Спросите об этом — если, конечно, мертвых можно вызывать — убийц всех времен. Пусть с востока и с запада в лохмотьях, в рясах, в латах придут сюда те, кто убил одного или сотни тысяч, кто убивал в Варфоломеевскую ночь и в сентябрьские дни, и ручаюсь: все они — от Жака Клемана и Равальяка до Лувеля, от Дез-Адре и Монлюка до Шнейдера — обретут здесь друзей, но я не буду в числе последних.
Тут Черный доктор долго смеялся, потом овладел собой, вздохнул и продолжал:
— Ах, сударь, вот теперь мне особенно необходимо уподобиться вам и проникнуться жалостью.
В этой неистовой жажде любой ценой все вывести из одной посылки, все включить в единый синтез, чтобы нисходить затем от него ко всему и всему отыскивать в нем объяснение, я усматриваю лишнее доказательство крайней слабости людей, которые, словно дети, бредущие впотьмах, скованы страхом, потому что не видят дна той пропасти, тайну которой не пожелали им открыть ни бог-творец, ни бог-спаситель. Поэтому я полагаю, что именно те, которые считают себя самыми сильными, поскольку они легче других измышляют философские системы, являются как раз наиболее слабыми и больше других боятся анализа, сама мысль о котором им нестерпима, затем что анализ ограничивает себя объяснением следствий и лишь угадывает причину сквозь толщу
Итак, говорю вам: не в анализе трезвые умы, единственно достойные уважения, черпали и будут черпать мысли, которые внезапно порождают благостное чувство, появляющееся в нас в тех редких случаях, когда мы ощущаем, что рядом — чистая истина.
Анализ — удел души человеческой, этой вечной невежды.
Анализ — это лот, брошенный в пучину океана. Он страшит и приводит в отчаяние слабого, но поддерживает и направляет того, кто силен и способен не выпустить его из рук.
Здесь Черный доктор провел рукой по лбу и глазам, словно для того, чтобы забыть, стереть или на время отогнать тайные мысли, и вернулся к своему повествованию.
33.
Прогулка
на встречных курсах
«Установления» Сен-Жюста до такой степени развеселили меня, что я начисто забыл, где нахожусь. Я целиком и с наслаждением предался забаве, потому что давным-давно зарекся видеть в жизни лишь ее печальную сторону. Внезапно дверь, через которую я вошел, опять распахнулась, и в комнату довольно бесцеременно ввалился мужчина лет тридцати, высокого роста, с красивым лицом и по-военному осанистый. Сапоги с отворотами, шпоры, хлыст, просторный белый жилет с низким вырезом, свободный черный шейный платок придавали ему вид молодого генерала.
— Ах, ты не знаешь, можно ли с ним говорить! — бросил он через плечо негру, открывшему ему дверь.— Доложи, что здесь автор «Гая Гракха» и «Тимолеона».
Негр ничего не ответил, вышел и запер его вместе со мною. Этим и закончилась фанфаронада бывшего драгунского офицера, который, топнув каблуком, остановился у камина.
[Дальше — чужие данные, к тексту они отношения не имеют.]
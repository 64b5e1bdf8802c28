//! iTunes Search API client
//!
//! Best-effort enrichment of a recognized track with a preview URL and
//! artwork. One request per recognition, limit 1 result, rate limited.

use super::MetadataLookup;
use serde::{Deserialize, Serialize};
use std::sync::Arc;
use std::time::{Duration, Instant};
use thiserror::Error;
use tokio::sync::Mutex;

const ITUNES_BASE_URL: &str = "https://itunes.apple.com/search";
const USER_AGENT: &str = "ritmo/0.1.0 (https://github.com/ritmo/ritmo)";
const RATE_LIMIT_MS: u64 = 3000; // iTunes allows roughly 20 requests per minute

/// iTunes client errors
///
/// All of these collapse to "no enrichment" at the session layer.
#[derive(Debug, Error)]
pub enum ItunesError {
    #[error("Network error: {0}")]
    NetworkError(String),

    #[error("No results for search term")]
    NoResults,

    #[error("API error {0}: {1}")]
    ApiError(u16, String),

    #[error("Parse error: {0}")]
    ParseError(String),
}

/// iTunes search response
#[derive(Debug, Clone, Deserialize, Serialize)]
pub struct SearchResponse {
    #[serde(rename = "resultCount")]
    pub result_count: i64,
    pub results: Vec<SearchResult>,
}

#[derive(Debug, Clone, Deserialize, Serialize)]
pub struct SearchResult {
    /// 30-second preview stream URL
    #[serde(rename = "previewUrl")]
    pub preview_url: Option<String>,
    /// 100x100 thumbnail artwork URL
    #[serde(rename = "artworkUrl100")]
    pub artwork_url_100: Option<String>,
}

/// Enrichment fields extracted from the best search result
#[derive(Debug, Clone, Default, PartialEq, Eq)]
pub struct Enrichment {
    pub preview_url: Option<String>,
    pub artwork_url: Option<String>,
}

/// Rate limiter spacing out search requests
struct RateLimiter {
    last_request: Mutex<Option<Instant>>,
    min_interval: Duration,
}

impl RateLimiter {
    fn new(min_interval_ms: u64) -> Self {
        Self {
            last_request: Mutex::new(None),
            min_interval: Duration::from_millis(min_interval_ms),
        }
    }

    async fn wait(&self) {
        let mut last = self.last_request.lock().await;

        if let Some(last_time) = *last {
            let elapsed = last_time.elapsed();
            if elapsed < self.min_interval {
                let wait_time = self.min_interval - elapsed;
                tracing::debug!("iTunes rate limiting: waiting {:?}", wait_time);
                tokio::time::sleep(wait_time).await;
            }
        }

        *last = Some(Instant::now());
    }
}

/// iTunes Search API client
#[derive(Clone)]
pub struct ItunesClient {
    http_client: reqwest::Client,
    rate_limiter: Arc<RateLimiter>,
}

impl ItunesClient {
    pub fn new() -> Result<Self, ItunesError> {
        let http_client = reqwest::Client::builder()
            .user_agent(USER_AGENT)
            .timeout(Duration::from_secs(30))
            .build()
            .map_err(|e| ItunesError::NetworkError(e.to_string()))?;

        Ok(Self {
            http_client,
            rate_limiter: Arc::new(RateLimiter::new(RATE_LIMIT_MS)),
        })
    }

    /// Search for one track by "{title} {artist}" and extract enrichment URLs
    pub async fn search_track(&self, title: &str, artist: &str) -> Result<Enrichment, ItunesError> {
        // Rate limit
        self.rate_limiter.wait().await;

        let term = format!("{} {}", title, artist);
        let params = [
            ("term", term.as_str()),
            ("media", "music"),
            ("entity", "song"),
            ("limit", "1"),
        ];

        tracing::debug!(term = %term, "Querying iTunes Search API");

        let response = self
            .http_client
            .get(ITUNES_BASE_URL)
            .query(&params)
            .send()
            .await
            .map_err(|e| ItunesError::NetworkError(e.to_string()))?;

        let status = response.status();

        if !status.is_success() {
            let error_text = response.text().await.unwrap_or_default();
            return Err(ItunesError::ApiError(status.as_u16(), error_text));
        }

        let search_response: SearchResponse = response
            .json()
            .await
            .map_err(|e| ItunesError::ParseError(e.to_string()))?;

        let track = search_response
            .results
            .first()
            .ok_or(ItunesError::NoResults)?;

        let artwork_url = track
            .artwork_url_100
            .as_deref()
            .map(upgrade_artwork_url);

        tracing::info!(
            term = %term,
            has_preview = track.preview_url.is_some(),
            has_artwork = artwork_url.is_some(),
            "iTunes lookup successful"
        );

        Ok(Enrichment {
            preview_url: track.preview_url.clone(),
            artwork_url,
        })
    }
}

impl MetadataLookup for ItunesClient {
    async fn lookup(&self, title: &str, artist: &str) -> Result<Enrichment, ItunesError> {
        self.search_track(title, artist).await
    }
}

/// Rewrite the fixed-size thumbnail URL to a higher-resolution form
///
/// iTunes returns a 100x100 artwork convention; the same asset exists at
/// 600x600. URLs without the token pass through unchanged.
pub fn upgrade_artwork_url(url: &str) -> String {
    url.replace("100x100", "600x600")
}
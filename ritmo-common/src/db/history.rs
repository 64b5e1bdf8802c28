//! Listening history persistence
//!
//! Append-only record of allow-listed recognitions. The store owns record
//! identity (SQLite autoincrement); records are never mutated, and only the
//! bulk [`HistoryStore::clear`] deletes them. A `watch` channel publishes a
//! newest-first snapshot that refreshes on every append/clear, giving
//! long-lived observers a live, restartable view.

use crate::track::RecognizedTrack;
use crate::Result;
use serde::{Deserialize, Serialize};
use sqlx::{Row, SqlitePool};
use std::sync::Arc;
use tokio::sync::watch;

/// One persisted history entry: a recognized track plus its store-assigned id
#[derive(Debug, Clone, PartialEq, Eq, Serialize, Deserialize)]
pub struct HistoryRecord {
    /// Store-assigned, monotonically increasing identity
    pub id: i64,
    pub title: String,
    pub artist: String,
    pub album: Option<String>,
    pub year: Option<String>,
    pub genre: Option<String>,
    pub artwork_url: Option<String>,
    pub preview_url: Option<String>,
}

impl HistoryRecord {
    /// View the record as a track (drops the identity)
    pub fn to_track(&self) -> RecognizedTrack {
        RecognizedTrack {
            title: self.title.clone(),
            artist: self.artist.clone(),
            album: self.album.clone(),
            year: self.year.clone(),
            genre: self.genre.clone(),
            artwork_url: self.artwork_url.clone(),
            preview_url: self.preview_url.clone(),
        }
    }
}

/// History store over the song_history table
#[derive(Clone)]
pub struct HistoryStore {
    pool: SqlitePool,
    snapshot_tx: Arc<watch::Sender<Vec<HistoryRecord>>>,
}

impl HistoryStore {
    /// Create a store and load the initial snapshot
    pub async fn new(pool: SqlitePool) -> Result<Self> {
        let initial = list_all(&pool).await?;
        let (snapshot_tx, _) = watch::channel(initial);
        Ok(Self {
            pool,
            snapshot_tx: Arc::new(snapshot_tx),
        })
    }

    /// Append a track, assigning a fresh identity
    ///
    /// Duplicate content is permitted and never deduplicated.
    pub async fn append(&self, track: &RecognizedTrack) -> Result<HistoryRecord> {
        let result = sqlx::query(
            r#"
            INSERT OR REPLACE INTO song_history (
                title, artist, album, year, genre, artwork_url, preview_url
            ) VALUES (?, ?, ?, ?, ?, ?, ?)
            "#,
        )
        .bind(&track.title)
        .bind(&track.artist)
        .bind(&track.album)
        .bind(&track.year)
        .bind(&track.genre)
        .bind(&track.artwork_url)
        .bind(&track.preview_url)
        .execute(&self.pool)
        .await?;

        let record = HistoryRecord {
            id: result.last_insert_rowid(),
            title: track.title.clone(),
            artist: track.artist.clone(),
            album: track.album.clone(),
            year: track.year.clone(),
            genre: track.genre.clone(),
            artwork_url: track.artwork_url.clone(),
            preview_url: track.preview_url.clone(),
        };

        self.refresh_snapshot().await?;
        Ok(record)
    }

    /// All records, newest first
    pub async fn list(&self) -> Result<Vec<HistoryRecord>> {
        list_all(&self.pool).await
    }

    /// Delete all records
    ///
    /// Exposed for external triggers only; the recognition session never
    /// calls this.
    pub async fn clear(&self) -> Result<()> {
        sqlx::query("DELETE FROM song_history")
            .execute(&self.pool)
            .await?;
        self.refresh_snapshot().await?;
        Ok(())
    }

    /// Subscribe to the live newest-first snapshot
    pub fn observe(&self) -> watch::Receiver<Vec<HistoryRecord>> {
        self.snapshot_tx.subscribe()
    }

    async fn refresh_snapshot(&self) -> Result<()> {
        let records = list_all(&self.pool).await?;
        self.snapshot_tx.send_replace(records);
        Ok(())
    }
}

async fn list_all(pool: &SqlitePool) -> Result<Vec<HistoryRecord>> {
    let rows = sqlx::query(
        r#"
        SELECT id, title, artist, album, year, genre, artwork_url, preview_url
        FROM song_history
        ORDER BY id DESC
        "#,
    )
    .fetch_all(pool)
    .await?;

    Ok(rows
        .into_iter()
        .map(|row| HistoryRecord {
            id: row.get("id"),
            title: row.get("title"),
            artist: row.get("artist"),
            album: row.get("album"),
            year: row.get("year"),
            genre: row.get("genre"),
            artwork_url: row.get("artwork_url"),
            preview_url: row.get("preview_url"),
        })
        .collect())
}
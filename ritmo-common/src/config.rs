//! Configuration loading and root folder resolution

use crate::{Error, Result};
use std::path::{Path, PathBuf};

/// Root folder resolution priority order:
/// 1. Command-line argument (highest priority)
/// 2. Environment variable
/// 3. TOML config file
/// 4. OS-dependent compiled default (fallback)
pub fn resolve_root_folder(cli_arg: Option<&str>, env_var_name: &str) -> Result<PathBuf> {
    // Priority 1: Command-line argument
    if let Some(path) = cli_arg {
        return Ok(PathBuf::from(path));
    }

    // Priority 2: Environment variable
    if let Ok(path) = std::env::var(env_var_name) {
        return Ok(PathBuf::from(path));
    }

    // Priority 3: TOML config file
    if let Ok(config_path) = default_config_file() {
        if let Ok(toml_content) = std::fs::read_to_string(&config_path) {
            if let Ok(config) = toml::from_str::<toml::Value>(&toml_content) {
                if let Some(root_folder) = config.get("root_folder").and_then(|v| v.as_str()) {
                    return Ok(PathBuf::from(root_folder));
                }
            }
        }
    }

    // Priority 4: OS-dependent compiled default
    Ok(default_root_folder())
}

/// Default configuration file path for the platform
pub fn default_config_file() -> Result<PathBuf> {
    if cfg!(target_os = "linux") {
        // ~/.config/ritmo/config.toml first, then /etc/ritmo/config.toml
        if let Some(path) = dirs::config_dir().map(|d| d.join("ritmo").join("config.toml")) {
            if path.exists() {
                return Ok(path);
            }
        }
        let system_config = PathBuf::from("/etc/ritmo/config.toml");
        if system_config.exists() {
            return Ok(system_config);
        }
        Err(Error::Config("No config file found".to_string()))
    } else {
        let path = dirs::config_dir()
            .map(|d| d.join("ritmo").join("config.toml"))
            .ok_or_else(|| Error::Config("Could not determine config directory".to_string()))?;
        if path.exists() {
            Ok(path)
        } else {
            Err(Error::Config(format!("Config file not found: {:?}", path)))
        }
    }
}

/// OS-dependent default root folder path
fn default_root_folder() -> PathBuf {
    if cfg!(target_os = "linux") {
        dirs::data_local_dir()
            .map(|d| d.join("ritmo"))
            .unwrap_or_else(|| PathBuf::from("/var/lib/ritmo"))
    } else if cfg!(target_os = "macos") {
        dirs::data_dir()
            .map(|d| d.join("ritmo"))
            .unwrap_or_else(|| PathBuf::from("/Library/Application Support/ritmo"))
    } else if cfg!(target_os = "windows") {
        dirs::data_local_dir()
            .map(|d| d.join("ritmo"))
            .unwrap_or_else(|| PathBuf::from("C:\\ProgramData\\ritmo"))
    } else {
        PathBuf::from("./ritmo_data")
    }
}

/// Load and parse a TOML config file into a typed config value
pub fn load_toml<T: serde::de::DeserializeOwned>(path: &Path) -> Result<T> {
    let content = std::fs::read_to_string(path)?;
    toml::from_str(&content).map_err(|e| Error::Config(format!("{}: {}", path.display(), e)))
}
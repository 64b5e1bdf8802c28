//! Common error types for RITMO

use thiserror::Error;

/// Common result type for RITMO operations
pub type Result<T> = std::result::Result<T, Error>;

/// Common error types across RITMO crates
#[derive(Error, Debug)]
pub enum Error {
    /// Database operation error (wraps sqlx::Error)
    #[error("Database error: {0}")]
    Database(#[from] sqlx::Error),

    /// I/O operation error (wraps std::io::Error)
    #[error("IO error: {0}")]
    Io(#[from] std::io::Error),

    /// Configuration loading or validation error
    #[error("Configuration error: {0}")]
    Config(String),

    /// Requested resource not found
    #[error("Not found: {0}")]
    NotFound(String),

    /// Invalid user input or request parameter
    #[error("Invalid input: {0}")]
    InvalidInput(String),

    /// Internal error
    #[error("Internal error: {0}")]
    Internal(String),
}
//! Event types for the RITMO event system
//!
//! Provides the recognition event definitions and the EventBus used to fan
//! them out to SSE subscribers and tests.

use crate::track::RecognizedTrack;
use serde::{Deserialize, Serialize};
use tokio::sync::broadcast;

/// Recognition lifecycle events
///
/// Exactly one terminal event (`Recognized`, `NotFound`, `NotAllowlisted` or
/// `Failed`) concludes each attempt; `Started` is emitted once when capture
/// begins. Events are broadcast via [`EventBus`] and serialized for SSE
/// transmission.
#[derive(Debug, Clone, Serialize, Deserialize)]
#[serde(tag = "type")]
pub enum RecognitionEvent {
    /// Capture started for a new attempt
    Started {
        /// When capture started
        timestamp: chrono::DateTime<chrono::Utc>,
    },

    /// A track was recognized and passed the allow-list gate
    Recognized {
        /// The (possibly enriched) recognized track
        track: RecognizedTrack,
        /// When the attempt concluded
        timestamp: chrono::DateTime<chrono::Utc>,
    },

    /// The recognizer found no match (or returned an error status)
    NotFound {
        /// When the attempt concluded
        timestamp: chrono::DateTime<chrono::Utc>,
    },

    /// A valid match was rejected by the artist allow-list
    NotAllowlisted {
        /// When the attempt concluded
        timestamp: chrono::DateTime<chrono::Utc>,
    },

    /// The attempt failed (capture rejected or malformed payload)
    Failed {
        /// Human-readable failure description
        message: String,
        /// When the attempt concluded
        timestamp: chrono::DateTime<chrono::Utc>,
    },
}

impl RecognitionEvent {
    /// Event type name used as the SSE event name
    pub fn event_type(&self) -> &'static str {
        match self {
            RecognitionEvent::Started { .. } => "Started",
            RecognitionEvent::Recognized { .. } => "Recognized",
            RecognitionEvent::NotFound { .. } => "NotFound",
            RecognitionEvent::NotAllowlisted { .. } => "NotAllowlisted",
            RecognitionEvent::Failed { .. } => "Failed",
        }
    }

    /// True for the event that concludes an attempt
    pub fn is_terminal(&self) -> bool {
        !matches!(self, RecognitionEvent::Started { .. })
    }
}

/// Central event distribution bus
///
/// Uses tokio::broadcast internally: non-blocking publish, multiple
/// concurrent subscribers, automatic cleanup when subscribers drop.
#[derive(Clone)]
pub struct EventBus {
    tx: broadcast::Sender<RecognitionEvent>,
    capacity: usize,
}

impl EventBus {
    /// Create a new EventBus with the specified channel capacity
    pub fn new(capacity: usize) -> Self {
        let (tx, _) = broadcast::channel(capacity);
        Self { tx, capacity }
    }

    /// Subscribe to all future events
    ///
    /// Events emitted before subscription are not received.
    pub fn subscribe(&self) -> broadcast::Receiver<RecognitionEvent> {
        self.tx.subscribe()
    }

    /// Emit an event to all subscribers
    ///
    /// Returns `Ok(subscriber_count)` if at least one subscriber exists.
    #[allow(clippy::result_large_err)]
    pub fn emit(
        &self,
        event: RecognitionEvent,
    ) -> Result<usize, broadcast::error::SendError<RecognitionEvent>> {
        self.tx.send(event)
    }

    /// Emit an event, ignoring if no subscribers are listening
    pub fn emit_lossy(&self, event: RecognitionEvent) {
        if self.tx.send(event).is_err() {
            tracing::debug!("Event emitted with no subscribers");
        }
    }

    /// Configured channel capacity
    pub fn capacity(&self) -> usize {
        self.capacity
    }

    /// Current number of subscribers
    pub fn subscriber_count(&self) -> usize {
        self.tx.receiver_count()
    }
}

#[cfg(test)]
mod tests {
    use super::*;

    fn sample_track() -> RecognizedTrack {
        RecognizedTrack::new(
            "Fatalidad".to_string(),
            "Julio Jaramillo".to_string(),
            None,
            Some("1965".to_string()),
            Some("Vals".to_string()),
        )
    }

    #[test]
    fn test_event_serialization_tags() {
        let event = RecognitionEvent::Recognized {
            track: sample_track(),
            timestamp: chrono::Utc::now(),
        };

        let json = serde_json::to_string(&event).expect("serialization should succeed");
        assert!(json.contains("\"type\":\"Recognized\""));
        assert!(json.contains("\"title\":\"Fatalidad\""));

        let back: RecognitionEvent =
            serde_json::from_str(&json).expect("deserialization should succeed");
        assert_eq!(back.event_type(), "Recognized");
    }

    #[test]
    fn test_terminal_classification() {
        let ts = chrono::Utc::now();
        assert!(!RecognitionEvent::Started { timestamp: ts }.is_terminal());
        assert!(RecognitionEvent::NotFound { timestamp: ts }.is_terminal());
        assert!(RecognitionEvent::NotAllowlisted { timestamp: ts }.is_terminal());
        assert!(RecognitionEvent::Failed {
            message: "boom".to_string(),
            timestamp: ts
        }
        .is_terminal());
    }

    #[test]
    fn test_eventbus_emit_and_subscribe() {
        let bus = EventBus::new(10);
        assert_eq!(bus.subscriber_count(), 0);

        let mut rx = bus.subscribe();
        assert_eq!(bus.subscriber_count(), 1);

        bus.emit(RecognitionEvent::NotFound {
            timestamp: chrono::Utc::now(),
        })
        .expect("emit should succeed");

        let received = rx.try_recv().expect("should receive event");
        assert_eq!(received.event_type(), "NotFound");
    }

    #[test]
    fn test_eventbus_emit_lossy_without_subscribers() {
        let bus = EventBus::new(10);
        // No subscribers: must not panic
        bus.emit_lossy(RecognitionEvent::Started {
            timestamp: chrono::Utc::now(),
        });
    }
}
//! # RITMO Recognition Service (ritmo-rec)
//!
//! Headless music-recognition service: captures ambient audio, identifies it
//! through a cloud fingerprinting endpoint, filters matches against a
//! configured artist allow-list, enriches matches from the iTunes Search
//! API, persists a listening history, and exposes an HTTP/SSE control
//! surface.

pub mod allowlist;
pub mod api;
pub mod config;
pub mod error;
pub mod player;
pub mod recognizer;
pub mod services;
pub mod session;
pub mod state;

pub use error::{ApiError, ApiResult};
pub use state::SharedState;
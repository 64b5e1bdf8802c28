//! External recognizer boundary
//!
//! The recognizer owns audio capture and fingerprint matching; the session
//! only sees this interface. Callbacks arrive from the recognizer's own
//! capture thread and are marshaled through an unbounded channel onto the
//! session task; implementations never touch session state directly.

pub mod cloud;

pub use cloud::CloudRecognizer;

use tokio::sync::mpsc;

/// Callback messages delivered by a recognizer during one attempt
#[derive(Debug, Clone)]
pub enum RecognizerUpdate {
    /// Capture volume level, any number of times while capturing
    Volume(f64),
    /// The terminal result, at most once per attempt. `None` when the
    /// recognizer produced no usable response.
    Result(Option<String>),
}

/// Channel end handed to the recognizer for callback delivery
pub type RecognizerListener = mpsc::UnboundedSender<RecognizerUpdate>;

/// Capture-side boundary of the recognition pipeline
///
/// `start_capture` either accepts (and will later deliver callbacks through
/// the listener) or rejects synchronously. A cancelled capture delivers no
/// result callback.
pub trait Recognizer: Send + Sync {
    /// Request capture for one attempt; false when capture cannot start
    /// (no input device, resource failure)
    fn start_capture(&self, listener: RecognizerListener) -> bool;

    /// Abort an in-flight capture
    fn cancel(&self);
}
— Давно ждешь, гражданин? — осведомился он.— Я полагал, что меня, как народного представителя, гражданин Робеспьер примет без очереди и отпустит раньше других. Да мне и сказать-то ему надо всего два слова.— Он повернулся к зеркалу и поправил' прическу.— Я не проситель. Я говорю вслух, что думаю, и как при тирании Бурбонов, так и при нынешнем строе не делал тайны из своих убеждений.
Я положил на стол тетрадь, которую держал в руке, посмотрел на него с удивлением, которое несколько обескуражило его, и не моргнув глазом отрезал:
— Вот уж не поверю, что вы пришли сюда ради удовольствия.
Он тотчас же оставил свои матадорские ухватки, сел в кресло
рядом со мной и тихо полюбопытствовал:
— Ну а если откровенно? Вас тоже вызвали неизвестно зачем, как меня?
Тут я отметил про себя одно весьма характерное обстоятельство: что обращение на «ты» было чем-то вроде комедиантского приема, как бы заученной ролью, от которой отказывались, едва разговор становился серьезным.
— Да,— подтвердил я,— меня вызвали, но так, как часто вызывают врачей. Это не внушает мне особого беспокойства — по крайней мере за себя,— добавил я с нажимом на последних словах.
— Ах, за себя! — протянул он, обметая хлыстом сапоги. Потом встал и зашагал по комнате, покашливая и выказывая не слишком радужное расположение духа.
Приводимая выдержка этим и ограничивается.